[Data records]

•••

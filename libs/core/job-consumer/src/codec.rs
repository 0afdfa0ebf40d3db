//! The two-field wire envelope: `{"meta": <value>, "data": <value>}`
//!
//! `meta._id` carries the job identifier and `meta._priority` (numeric) is
//! mapped onto the broker priority.

use crate::envelope::{Delivery, MessageEnvelope, MessageProperties, OutgoingMessage};
use crate::error::{CodecError, ParseError};
use serde::Serialize;
use serde_json::Value;

pub const META_FIELD: &str = "meta";
pub const DATA_FIELD: &str = "data";
pub const JOB_ID_FIELD: &str = "_id";
pub const PRIORITY_FIELD: &str = "_priority";

pub const MIN_PRIORITY: u8 = 1;
pub const MAX_PRIORITY: u8 = 255;

/// A delivery whose payload could not be parsed, kept for dead-lettering.
#[derive(Debug)]
pub struct Unparsed {
    pub error: ParseError,
    pub delivery: Delivery,
}

#[derive(Serialize)]
struct Wire<'a, M: ?Sized, D: ?Sized> {
    meta: &'a M,
    data: &'a D,
}

/// Encode a persistent `{meta, data}` message.
///
/// `meta` and `data` must not serialize to `null`; [`decode`] would reject
/// such a message, so it is refused here with [`CodecError::NullField`].
pub fn encode<M, D>(meta: &M, data: &D) -> Result<OutgoingMessage, CodecError>
where
    M: Serialize + ?Sized,
    D: Serialize + ?Sized,
{
    encode_with(meta, data, true)
}

/// Encode a `{meta, data}` message with an explicit persistence flag.
pub fn encode_with<M, D>(meta: &M, data: &D, persistent: bool) -> Result<OutgoingMessage, CodecError>
where
    M: Serialize + ?Sized,
    D: Serialize + ?Sized,
{
    let meta = non_null(META_FIELD, serde_json::to_value(meta)?)?;
    let data = non_null(DATA_FIELD, serde_json::to_value(data)?)?;
    let body = serde_json::to_vec(&Wire {
        meta: &meta,
        data: &data,
    })?;

    Ok(OutgoingMessage::new(
        body,
        MessageProperties {
            persistent,
            priority: priority_of(&meta),
        },
    ))
}

fn non_null(field: &'static str, value: Value) -> Result<Value, CodecError> {
    match value {
        Value::Null => Err(CodecError::NullField(field)),
        value => Ok(value),
    }
}

/// Parse a delivery into its envelope.
///
/// Fails when the body is not JSON, not an object, or when `meta` or `data`
/// is absent or `null`. The delivery is handed back on failure.
pub fn decode(delivery: Delivery) -> Result<MessageEnvelope, Unparsed> {
    match split(&delivery.body) {
        Ok((meta, data)) => Ok(MessageEnvelope::new(meta, data, delivery)),
        Err(error) => Err(Unparsed { error, delivery }),
    }
}

fn split(body: &[u8]) -> Result<(Value, Value), ParseError> {
    let value: Value = serde_json::from_slice(body)?;
    let Value::Object(mut object) = value else {
        return Err(ParseError::NotAnObject);
    };

    let meta = take_field(&mut object, META_FIELD)?;
    let data = take_field(&mut object, DATA_FIELD)?;
    Ok((meta, data))
}

fn take_field(
    object: &mut serde_json::Map<String, Value>,
    field: &'static str,
) -> Result<Value, ParseError> {
    match object.remove(field) {
        None | Some(Value::Null) => Err(ParseError::MissingField(field)),
        Some(value) => Ok(value),
    }
}

/// Broker priority from `meta._priority`, clamped into 1..=255.
///
/// Numbers and numeric strings are accepted; anything else yields no priority.
pub fn priority_of(meta: &Value) -> Option<u8> {
    let raw = match meta.get(PRIORITY_FIELD)? {
        Value::Number(n) => n.as_f64()?,
        Value::String(s) => s.trim().parse::<f64>().ok()?,
        _ => return None,
    };
    if raw.is_nan() {
        return None;
    }

    let clamped = raw.round().clamp(f64::from(MIN_PRIORITY), f64::from(MAX_PRIORITY));
    Some(clamped as u8)
}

•••

Work order:
Set every record down again exactly as written.

Task output:
filename libs/core/job-consumer/src/codec.rs
repository 0afdfa0ebf40d3db
//! The two-field wire envelope: `{"meta": <value>, "data": <value>}`
//!
//! `meta._id` carries the job identifier and `meta._priority` (numeric) is
//! mapped onto the broker priority.

use crate::envelope::{Delivery, MessageEnvelope, MessageProperties, OutgoingMessage};
use crate::error::{CodecError, ParseError};
use serde::Serialize;
use serde_json::Value;

pub const META_FIELD: &str = "meta";
pub const DATA_FIELD: &str = "data";
pub const JOB_ID_FIELD: &str = "_id";
pub const PRIORITY_FIELD: &str = "_priority";

pub const MIN_PRIORITY: u8 = 1;
pub const MAX_PRIORITY: u8 = 255;

/// A delivery whose payload could not be parsed, kept for dead-lettering.
#[derive(Debug)]
pub struct Unparsed {
    pub error: ParseError,
    pub delivery: Delivery,
}

#[derive(Serialize)]
struct Wire<'a, M: ?Sized, D: ?Sized> {
    meta: &'a M,
    data: &'a D,
}

/// Encode a persistent `{meta, data}` message.
///
/// `meta` and `data` must not serialize to `null`; [`decode`] would reject
/// such a message, so it is refused here with [`CodecError::NullField`].
pub fn encode<M, D>(meta: &M, data: &D) -> Result<OutgoingMessage, CodecError>
where
    M: Serialize + ?Sized,
    D: Serialize + ?Sized,
{
    encode_with(meta, data, true)
}

/// Encode a `{meta, data}` message with an explicit persistence flag.
pub fn encode_with<M, D>(meta: &M, data: &D, persistent: bool) -> Result<OutgoingMessage, CodecError>
where
    M: Serialize + ?Sized,
    D: Serialize + ?Sized,
{
    let meta = non_null(META_FIELD, serde_json::to_value(meta)?)?;
    let data = non_null(DATA_FIELD, serde_json::to_value(data)?)?;
    let body = serde_json::to_vec(&Wire {
        meta: &meta,
        data: &data,
    })?;

    Ok(OutgoingMessage::new(
        body,
        MessageProperties {
            persistent,
            priority: priority_of(&meta),
        },
    ))
}

fn non_null(field: &'static str, value: Value) -> Result<Value, CodecError> {
    match value {
        Value::Null => Err(CodecError::NullField(field)),
        value => Ok(value),
    }
}

/// Parse a delivery into its envelope.
///
/// Fails when the body is not JSON, not an object, or when `meta` or `data`
/// is absent or `null`. The delivery is handed back on failure.
pub fn decode(delivery: Delivery) -> Result<MessageEnvelope, Unparsed> {
    match split(&delivery.body) {
        Ok((meta, data)) => Ok(MessageEnvelope::new(meta, data, delivery)),
        Err(error) => Err(Unparsed { error, delivery }),
    }
}

fn split(body: &[u8]) -> Result<(Value, Value), ParseError> {
    let value: Value = serde_json::from_slice(body)?;
    let Value::Object(mut object) = value else {
        return Err(ParseError::NotAnObject);
    };

    let meta = take_field(&mut object, META_FIELD)?;
    let data = take_field(&mut object, DATA_FIELD)?;
    Ok((meta, data))
}

fn take_field(
    object: &mut serde_json::Map<String, Value>,
    field: &'static str,
) -> Result<Value, ParseError> {
    match object.remove(field) {
        None | Some(Value::Null) => Err(ParseError::MissingField(field)),
        Some(value) => Ok(value),
    }
}

/// Broker priority from `meta._priority`, clamped into 1..=255.
///
/// Numbers and numeric strings are accepted; anything else yields no priority.
pub fn priority_of(meta: &Value) -> Option<u8> {
    let raw = match meta.get(PRIORITY_FIELD)? {
        Value::Number(n) => n.as_f64()?,
        Value::String(s) => s.trim().parse::<f64>().ok()?,
        _ => return None,
    };
    if raw.is_nan() {
        return None;
    }

    let clamped = raw.round().clamp(f64::from(MIN_PRIORITY), f64::from(MAX_PRIORITY));
    Some(clamped as u8)
}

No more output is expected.